B. Relevant Procedural History

¶ 11 S.P. was twenty-two years old when she was severely injured in a snowboarding accident at a Colorado ski resort. As a result of her injuries, S.P. is a paraplegic and will require ongoing medical care and assistance for the rest of her life.

¶ 12 After the accident, S.P. applied for Medicaid and was approved. As a condition of receiving benefits, S.P. assigned to the Department the right to receive any payments from a third party for her medical care. See42 U.S.C. § 1396k(a)(1)(A) (states must require Medicaid recipients to assign such rights); § 25.5–4–301(4) (Colorado's assignment statute). Over time, Medicaid paid providers a total of $142,779 for medical care on behalf of S.P., including retroactively to the date of the accident.

¶ 13 S.P. filed a tort suit against the operator of the ski area where she was injured. She claimed damages not only for past medical expenses, but also for future medical expenses, home services, past and future lost earnings, and non-economic losses. The Department did not intervene in the tort suit or ask to participate in settlement negotiations.

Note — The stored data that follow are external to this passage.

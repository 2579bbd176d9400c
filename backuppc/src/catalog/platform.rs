// SPDX-License-Identifier: AGPL-3.0-or-later
//! OS family dispatch
//!
//! Package names and file locations differ between Debian and RedHat
//! derived systems. Everything else is rejected up front.

use std::fmt;

use crate::error::{BackuppcError, Result};

/// Class holding the per-platform parameters, included by every role
pub const PARAMS_CLASS: &str = "backuppc::params";

/// Supported OS families
#[derive(Debug, Clone, Copy, PartialEq, Eq)]
pub enum OsFamily {
    Debian,
    RedHat,
}

impl OsFamily {
    /// Map the agent's `osfamily` fact. `module` names the class asking, for
    /// the error message.
    pub fn from_fact(module: &str, osfamily: &str) -> Result<Self> {
        match osfamily.trim().to_ascii_lowercase().as_str() {
            "debian" => Ok(OsFamily::Debian),
            "redhat" => Ok(OsFamily::RedHat),
            _ => Err(BackuppcError::UnsupportedPlatform {
                module: module.to_string(),
                osfamily: osfamily.to_string(),
            }),
        }
    }

    pub fn as_str(&self) -> &'static str {
        match self {
            OsFamily::Debian => "Debian",
            OsFamily::RedHat => "RedHat",
        }
    }
}

impl fmt::Display for OsFamily {
    fn fmt(&self, f: &mut fmt::Formatter<'_>) -> fmt::Result {
        f.write_str(self.as_str())
    }
}

/// Package names and paths for one OS family
#[derive(Debug, Clone, Copy, PartialEq, Eq)]
pub struct PlatformParams {
    pub family: OsFamily,
    pub server_package: &'static str,
    pub client_package: &'static str,
    pub service: &'static str,
    pub config_dir: &'static str,
    pub config_file: &'static str,
    pub hosts_file: &'static str,
    pub htpasswd_file: &'static str,
    pub apache_config: &'static str,
    /// BackupPC data directory, also the service account's home
    pub topdir: &'static str,
    pub system_account: &'static str,
    /// Group the web server runs as
    pub web_group: &'static str,
}

const DEBIAN: PlatformParams = PlatformParams {
    family: OsFamily::Debian,
    server_package: "backuppc",
    client_package: "rsync",
    service: "backuppc",
    config_dir: "/etc/backuppc",
    config_file: "/etc/backuppc/config.pl",
    hosts_file: "/etc/backuppc/hosts",
    htpasswd_file: "/etc/backuppc/htpasswd",
    apache_config: "/etc/backuppc/apache.conf",
    topdir: "/var/lib/backuppc",
    system_account: "backuppc",
    web_group: "www-data",
};

const REDHAT: PlatformParams = PlatformParams {
    family: OsFamily::RedHat,
    server_package: "BackupPC",
    client_package: "rsync",
    service: "backuppc",
    config_dir: "/etc/BackupPC",
    config_file: "/etc/BackupPC/config.pl",
    hosts_file: "/etc/BackupPC/hosts",
    htpasswd_file: "/etc/BackupPC/apache.users",
    apache_config: "/etc/httpd/conf.d/BackupPC.conf",
    topdir: "/var/lib/BackupPC",
    system_account: "backuppc",
    web_group: "apache",
};

impl PlatformParams {
    pub fn for_family(family: OsFamily) -> Self {
        match family {
            OsFamily::Debian => DEBIAN,
            OsFamily::RedHat => REDHAT,
        }
    }

    /// Validate `osfamily` and look up its parameters in one step
    pub fn resolve(module: &str, osfamily: &str) -> Result<Self> {
        OsFamily::from_fact(module, osfamily).map(Self::for_family)
    }
}

/// Pull the OS family out of an agent facts document.
///
/// Accepts the legacy flat `osfamily` fact and the structured `os.family`.
pub fn osfamily_from_facts(document: &serde_json::Value) -> Option<&str> {
    document
        .get("osfamily")
        .and_then(serde_json::Value::as_str)
        .or_else(|| document.pointer("/os/family").and_then(serde_json::Value::as_str))
}

#[cfg(test)]
mod tests {
    use super::*;

    #[test]
    fn test_from_fact_known_families() {
        assert_eq!(OsFamily::from_fact("m", "Debian").unwrap(), OsFamily::Debian);
        assert_eq!(OsFamily::from_fact("m", "RedHat").unwrap(), OsFamily::RedHat);
        assert_eq!(OsFamily::from_fact("m", "redhat").unwrap(), OsFamily::RedHat);
        assert_eq!(OsFamily::from_fact("m", " debian\n").unwrap(), OsFamily::Debian);
    }

    #[test]
    fn test_from_fact_unknown_family() {
        for osfamily in ["Unknown", "Suse", "", "Debianish"] {
            let err = OsFamily::from_fact("backuppc::server", osfamily).unwrap_err();
            assert!(err.is_unsupported_platform());
            assert!(err.to_string().contains("backuppc::server"));
            assert!(err.to_string().contains("not supported"));
        }
    }

    #[test]
    fn test_debian_params() {
        let params = PlatformParams::resolve("backuppc::server", "Debian").unwrap();
        assert_eq!(params.server_package, "backuppc");
        assert_eq!(params.config_file, "/etc/backuppc/config.pl");
        assert_eq!(params.web_group, "www-data");
    }

    #[test]
    fn test_redhat_params() {
        let params = PlatformParams::resolve("backuppc::server", "RedHat").unwrap();
        assert_eq!(params.server_package, "BackupPC");
        assert_eq!(params.config_file, "/etc/BackupPC/config.pl");
        assert_eq!(params.apache_config, "/etc/httpd/conf.d/BackupPC.conf");
    }

    #[test]
    fn test_paths_live_under_config_dir() {
        for family in [OsFamily::Debian, OsFamily::RedHat] {
            let params = PlatformParams::for_family(family);
            assert!(params.config_file.starts_with(params.config_dir));
            assert!(params.hosts_file.starts_with(params.config_dir));
            assert!(params.htpasswd_file.starts_with(params.config_dir));
        }
    }

    #[test]
    fn test_osfamily_from_facts() {
        let flat = serde_json::json!({"osfamily": "Debian", "fqdn": "web01"});
        assert_eq!(osfamily_from_facts(&flat), Some("Debian"));

        let structured = serde_json::json!({"os": {"family": "RedHat", "name": "Rocky"}});
        assert_eq!(osfamily_from_facts(&structured), Some("RedHat"));

        assert_eq!(osfamily_from_facts(&serde_json::json!({"fqdn": "web01"})), None);
    }

    #[test]
    fn test_display() {
        assert_eq!(OsFamily::RedHat.to_string(), "RedHat");
    }
}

Cf.§ 25.5–4–301(4) (the attorney general, on behalf of the Department, may intervene in a legal proceeding against a third party to enforce its Medicaid lien rights).

S.P.'s “home services” damage claim embodies her need for assistance with personal care (like bathing and dressing) and household responsibilities (such as cleaning, maintenance, and yard work).

¶ 14 Leading up to trial in the tort case, S.P. submitted a proposed trial management order identifying the total amount of her damages as $5,804,513, of which $776,383 comprised past medical expenses. The amount identified as past medical expenses represented what S.P.'s medical providers had billed to Medicaid. As noted above, the amount Medicaid actually paid ($142,779) was substantially less than the amount billed. Just weeks before the scheduled trial, the tort case settled for one million dollars. The settlement was for a lump sum that was not specifically allocated between compensation for medical versus non-medical damages.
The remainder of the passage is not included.